### [Work item]
Send back the records in full, character for character.
(Data for the task)
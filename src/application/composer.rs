//! Recommendation composition and ranking.

use std::cmp::Ordering;
use std::fmt;
use std::str::FromStr;

use serde::{Deserialize, Serialize};

use crate::domain::{
    ArbitrageOpportunity, ConfidenceAssessment, Projection, Recommendation, UsageScenario,
};

/// Ordering applied to recommendations.
#[derive(Debug, Clone, Copy, Default, PartialEq, Eq, Serialize, Deserialize)]
#[serde(rename_all = "lowercase")]
pub enum SortMode {
    /// Descending percentage savings.
    #[default]
    Savings,
    /// Descending hourly price difference.
    Difference,
    /// Ascending cheapest hourly price.
    Price,
    /// Descending confidence.
    Confidence,
}

impl SortMode {
    pub const ALL: [SortMode; 4] = [
        SortMode::Savings,
        SortMode::Difference,
        SortMode::Price,
        SortMode::Confidence,
    ];

    #[must_use]
    pub const fn as_str(&self) -> &'static str {
        match self {
            Self::Savings => "savings",
            Self::Difference => "difference",
            Self::Price => "price",
            Self::Confidence => "confidence",
        }
    }

    fn compare(self, a: &Recommendation, b: &Recommendation) -> Ordering {
        let (oa, ob) = (a.opportunity(), b.opportunity());
        match self {
            Self::Savings => ob.percentage_savings().cmp(&oa.percentage_savings()),
            Self::Difference => ob
                .price_difference_per_hour()
                .cmp(&oa.price_difference_per_hour()),
            Self::Price => oa
                .cheapest()
                .price_per_hour()
                .cmp(&ob.cheapest().price_per_hour()),
            Self::Confidence => b
                .assessment()
                .confidence()
                .total_cmp(&a.assessment().confidence()),
        }
    }
}

impl fmt::Display for SortMode {
    fn fmt(&self, f: &mut fmt::Formatter<'_>) -> fmt::Result {
        f.write_str(self.as_str())
    }
}

impl FromStr for SortMode {
    type Err = String;

    fn from_str(s: &str) -> Result<Self, Self::Err> {
        match s.trim().to_ascii_lowercase().as_str() {
            "savings" => Ok(Self::Savings),
            "difference" | "diff" => Ok(Self::Difference),
            "price" => Ok(Self::Price),
            "confidence" => Ok(Self::Confidence),
            other => Err(format!(
                "unknown sort mode '{other}' (expected savings, difference, price or confidence)"
            )),
        }
    }
}

/// Scales opportunities to a usage scenario.
#[derive(Debug, Clone, Copy, Default)]
pub struct RecommendationComposer {
    scenario: UsageScenario,
}

impl RecommendationComposer {
    #[must_use]
    pub const fn new(scenario: UsageScenario) -> Self {
        Self { scenario }
    }

    #[must_use]
    pub const fn scenario(&self) -> &UsageScenario {
        &self.scenario
    }

    /// Project the opportunity's hourly figures over the scenario.
    #[must_use]
    pub fn project(&self, opportunity: &ArbitrageOpportunity) -> Projection {
        let total_hours = self.scenario.total_hours();
        let monthly_hours = self.scenario.monthly_hours();
        let price = opportunity.cheapest().price_per_hour();
        let difference = opportunity.price_difference_per_hour();

        Projection {
            total_hours,
            total_cost: price * total_hours,
            total_savings: difference * total_hours,
            monthly_cost: price * monthly_hours,
            monthly_savings: difference * monthly_hours,
        }
    }

    #[must_use]
    pub fn compose(
        &self,
        opportunity: ArbitrageOpportunity,
        assessment: ConfidenceAssessment,
    ) -> Recommendation {
        let projection = self.project(&opportunity);
        Recommendation::new(opportunity, assessment, self.scenario, projection)
    }
}

/// Stable in-place sort; equal keys keep their emission order.
pub fn rank(recommendations: &mut [Recommendation], mode: SortMode) {
    recommendations.sort_by(|a, b| mode.compare(a, b));
}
(End Data for the task)
### [Expected output]
filename src/application/composer.rs
//! Recommendation composition and ranking.

use std::cmp::Ordering;
use std::fmt;
use std::str::FromStr;

use serde::{Deserialize, Serialize};

use crate::domain::{
    ArbitrageOpportunity, ConfidenceAssessment, Projection, Recommendation, UsageScenario,
};

/// Ordering applied to recommendations.
#[derive(Debug, Clone, Copy, Default, PartialEq, Eq, Serialize, Deserialize)]
#[serde(rename_all = "lowercase")]
pub enum SortMode {
    /// Descending percentage savings.
    #[default]
    Savings,
    /// Descending hourly price difference.
    Difference,
    /// Ascending cheapest hourly price.
    Price,
    /// Descending confidence.
    Confidence,
}

impl SortMode {
    pub const ALL: [SortMode; 4] = [
        SortMode::Savings,
        SortMode::Difference,
        SortMode::Price,
        SortMode::Confidence,
    ];

    #[must_use]
    pub const fn as_str(&self) -> &'static str {
        match self {
            Self::Savings => "savings",
            Self::Difference => "difference",
            Self::Price => "price",
            Self::Confidence => "confidence",
        }
    }

    fn compare(self, a: &Recommendation, b: &Recommendation) -> Ordering {
        let (oa, ob) = (a.opportunity(), b.opportunity());
        match self {
            Self::Savings => ob.percentage_savings().cmp(&oa.percentage_savings()),
            Self::Difference => ob
                .price_difference_per_hour()
                .cmp(&oa.price_difference_per_hour()),
            Self::Price => oa
                .cheapest()
                .price_per_hour()
                .cmp(&ob.cheapest().price_per_hour()),
            Self::Confidence => b
                .assessment()
                .confidence()
                .total_cmp(&a.assessment().confidence()),
        }
    }
}

impl fmt::Display for SortMode {
    fn fmt(&self, f: &mut fmt::Formatter<'_>) -> fmt::Result {
        f.write_str(self.as_str())
    }
}

impl FromStr for SortMode {
    type Err = String;

    fn from_str(s: &str) -> Result<Self, Self::Err> {
        match s.trim().to_ascii_lowercase().as_str() {
            "savings" => Ok(Self::Savings),
            "difference" | "diff" => Ok(Self::Difference),
            "price" => Ok(Self::Price),
            "confidence" => Ok(Self::Confidence),
            other => Err(format!(
                "unknown sort mode '{other}' (expected savings, difference, price or confidence)"
            )),
        }
    }
}

/// Scales opportunities to a usage scenario.
#[derive(Debug, Clone, Copy, Default)]
pub struct RecommendationComposer {
    scenario: UsageScenario,
}

impl RecommendationComposer {
    #[must_use]
    pub const fn new(scenario: UsageScenario) -> Self {
        Self { scenario }
    }

    #[must_use]
    pub const fn scenario(&self) -> &UsageScenario {
        &self.scenario
    }

    /// Project the opportunity's hourly figures over the scenario.
    #[must_use]
    pub fn project(&self, opportunity: &ArbitrageOpportunity) -> Projection {
        let total_hours = self.scenario.total_hours();
        let monthly_hours = self.scenario.monthly_hours();
        let price = opportunity.cheapest().price_per_hour();
        let difference = opportunity.price_difference_per_hour();

        Projection {
            total_hours,
            total_cost: price * total_hours,
            total_savings: difference * total_hours,
            monthly_cost: price * monthly_hours,
            monthly_savings: difference * monthly_hours,
        }
    }

    #[must_use]
    pub fn compose(
        &self,
        opportunity: ArbitrageOpportunity,
        assessment: ConfidenceAssessment,
    ) -> Recommendation {
        let projection = self.project(&opportunity);
        Recommendation::new(opportunity, assessment, self.scenario, projection)
    }
}

/// Stable in-place sort; equal keys keep their emission order.
pub fn rank(recommendations: &mut [Recommendation], mode: SortMode) {
    recommendations.sort_by(|a, b| mode.compare(a, b));
}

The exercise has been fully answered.